Discrimination is an external action based on prejudice, including ignoring, exclusion, threats, ridicule, slander, and violence.

What distinguishes Racism from discrimination is that it is backed by legal authority and institutional control. It comes from a system of power that acts independently and above the actions of any individual, company, or piece of technology.

Racism is hard to define and hard to talk about. It isn’t just people in white hoods committing acts of violence. It’s complicated, and it’s vague. You may imagine “racist” as someone who openly does and says things targeting people. But racism doesn’t have to be overt. It can be subtle. It can happen unintentionally. That’s why it’s easy for people in places of privilege to ignore. Like prejudice, if we don’t do work to acknowledge, identify, and talk about racism, we can’t do anything to stop it. “The greatest trick the Devil ever pulled was convincing the world he didn’t exist.”

Any act of discrimination that props up this system and maintains it as the status quo is de facto racist. Understand when you work on software, it could be racist, and you have a responsibility to prevent that from happening.

How can technology be racist?

When we build software, we make conscious and implicit choices about how we imagine the end-user, what data we will use, and how the algorithms work. Since everyone has unconscious biases and prejudice, there is a possibility they influence said decisions. Coding biases into software is known as “algorithmic bias.” This bias is most apparent when we look at attempts to use machine learning classification algorithms on other people, such as facial recognition.

When engineers on the Google photos team built a system to tag photos automatically, it tagged black people’s faces as ‘Gorilla’ or ‘Chimp.’ Google’s response was to remove those words as valid tags instead of fixing the root cause.

In her TEDx talk, Joy Buolamwini speaks about the discrimination she faced using facial recognition software. It couldn’t recognize her at all. Joy ran into this problem with multiple systems. She discovered they were all based on the same open-source libraries and data sets.
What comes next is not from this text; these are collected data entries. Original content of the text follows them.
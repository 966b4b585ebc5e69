use serde::{de::DeserializeOwned, Serialize};
use thiserror::Error;

#[derive(Debug, Error)]
pub enum FrontmatterError {
    #[error("Invalid frontmatter format: {0}")]
    InvalidFormat(String),
    #[error("YAML error: {0}")]
    YamlError(#[from] serde_yaml::Error),
}

/// Split a note into its YAML front matter and the remaining body.
///
/// Returns `None` when the note does not open with a `---` line. The body is
/// returned byte for byte, starting right after the closing `---` line.
///
/// # Format
/// ```markdown
/// ---
/// repo_url: https://github.com/acme/widget
/// ---
/// body...
/// ```
pub fn split_frontmatter(content: &str) -> Result<Option<(&str, &str)>, FrontmatterError> {
    let mut lines = content.split_inclusive('\n');
    match lines.next() {
        Some(first) if first.trim_end() == "---" => {}
        _ => return Ok(None),
    }

    let yaml_start = content.find('\n').map_or(content.len(), |i| i.saturating_add(1));
    let mut offset = yaml_start;
    for line in lines {
        let end = offset.saturating_add(line.len());
        if line.trim_end() == "---" {
            let yaml = content.get(yaml_start..offset).unwrap_or_default();
            let body = content.get(end..).unwrap_or_default();
            return Ok(Some((yaml, body)));
        }
        offset = end;
    }

    Err(FrontmatterError::InvalidFormat(
        "Missing closing '---' for frontmatter".to_string(),
    ))
}

/// Parse the front matter of a note into `T`, returning it with the body.
pub fn parse_frontmatter<T: DeserializeOwned>(
    content: &str,
) -> Result<(T, &str), FrontmatterError> {
    let (yaml, body) = split_frontmatter(content)?.ok_or_else(|| {
        FrontmatterError::InvalidFormat("Content must start with '---'".to_string())
    })?;
    Ok((serde_yaml::from_str(yaml)?, body))
}

/// Parse front matter into a raw `serde_yaml::Value` so unknown keys survive.
///
/// A note without front matter yields `Value::Null` and the whole content as body.
pub fn parse_frontmatter_raw(content: &str) -> Result<(serde_yaml::Value, &str), FrontmatterError> {
    match split_frontmatter(content)? {
        Some((yaml, body)) if yaml.trim().is_empty() => Ok((serde_yaml::Value::Null, body)),
        Some((yaml, body)) => Ok((serde_yaml::from_str(yaml)?, body)),
        None => Ok((serde_yaml::Value::Null, content)),
    }
}

/// Render `metadata` as a front matter block followed by `body`.
pub fn generate_frontmatter<T: Serialize>(
    metadata: &T,
    body: &str,
) -> Result<String, FrontmatterError> {
    let yaml = serde_yaml::to_string(metadata)?;
    // serde_yaml adds a trailing newline, so trim it
    let yaml = yaml.trim_end();
    Ok(format!("---\n{yaml}\n---\n{body}"))
}

/// Set one top-level front matter key, leaving the body untouched.
///
/// A `Null` value removes the key.
pub fn set_frontmatter_field(
    content: &str,
    key: &str,
    value: serde_yaml::Value,
) -> Result<String, FrontmatterError> {
    let (mut metadata, body) = parse_frontmatter_raw(content)?;
    if metadata.is_null() {
        metadata = serde_yaml::Value::Mapping(serde_yaml::Mapping::new());
    }
    let mapping = metadata.as_mapping_mut().ok_or_else(|| {
        FrontmatterError::InvalidFormat("Frontmatter is not a mapping".to_string())
    })?;
    let key = serde_yaml::Value::String(key.to_string());
    if value.is_null() {
        mapping.remove(&key);
    } else {
        mapping.insert(key, value);
    }
    generate_frontmatter(&metadata, body)
}

#[cfg(test)]
#[path = "frontmatter_tests.rs"]
mod tests;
I’ll give the developers that built these tools the benefit of the doubt and assume they didn’t mean to create software that ignores black people. But it doesn’t matter. In this situation, the outcome is more important than the intent.

Software can also enforce existing discrimination polices. If your company has a history hiring people of a particular race or gender, and then use their resumes as training data for software that judges incoming candidates, you’ll end up with a system that has the same prejudices. Amazon did exactly this when they built a system that discriminated against women in the hiring process and later faced legal action because of it.

Police departments have used a software tool called Compas before that claims it used to identify suspects and predict recidivism rates. Studies show that it’s not only more likely to be incorrect about black suspects but more likely to be used against them. Here there is discrimination not only in the software itself but how the customers of the software use it.

Racism in software can also take the form of digital redlining. You abstract away discrimination by making decisions based on zip code. Delivery services such as Uber Eats and Doordash are less likely to service predominately black neighborhoods. Those neighborhoods, on average, have fewer Pokestops in Pokemon Go. The data doesn’t have to include specific data points about race to disproportionately affect people of race. Machine learning is all about finding patterns, after all.

See how it works? When the data doesn’t explicitly involve race, everyone who built these systems is allowed to either remain ignorant or has plausible deniability about how their software might affect minorities. We have to assume that what we build could potentially have negative consequences.

Software can’t abstract away the humans behind it

We can’t hold on to a romantic view that technology is purely logical and immune to humanity’s shortcomings. We can’t assume that since computers don’t think and feel, they can’t be biased. Or that we can overcome our biases by being “data-driven.” Our biases shape the design of software, and that software repeats our mistakes. Data can never be entirely objective; our biases, which bears repeating, everyone has, will seep in via decisions influencing what data we collect, what data we ignore, and how we interpret it.

Technology is a reflection of who builds it.

According to a 2011 study by the National Institute of Standards and Technologies shows that facial recognition software built by Asian software companies was more likely to be accurate at identifying Asian faces. Who creates the software has an impact on how it works.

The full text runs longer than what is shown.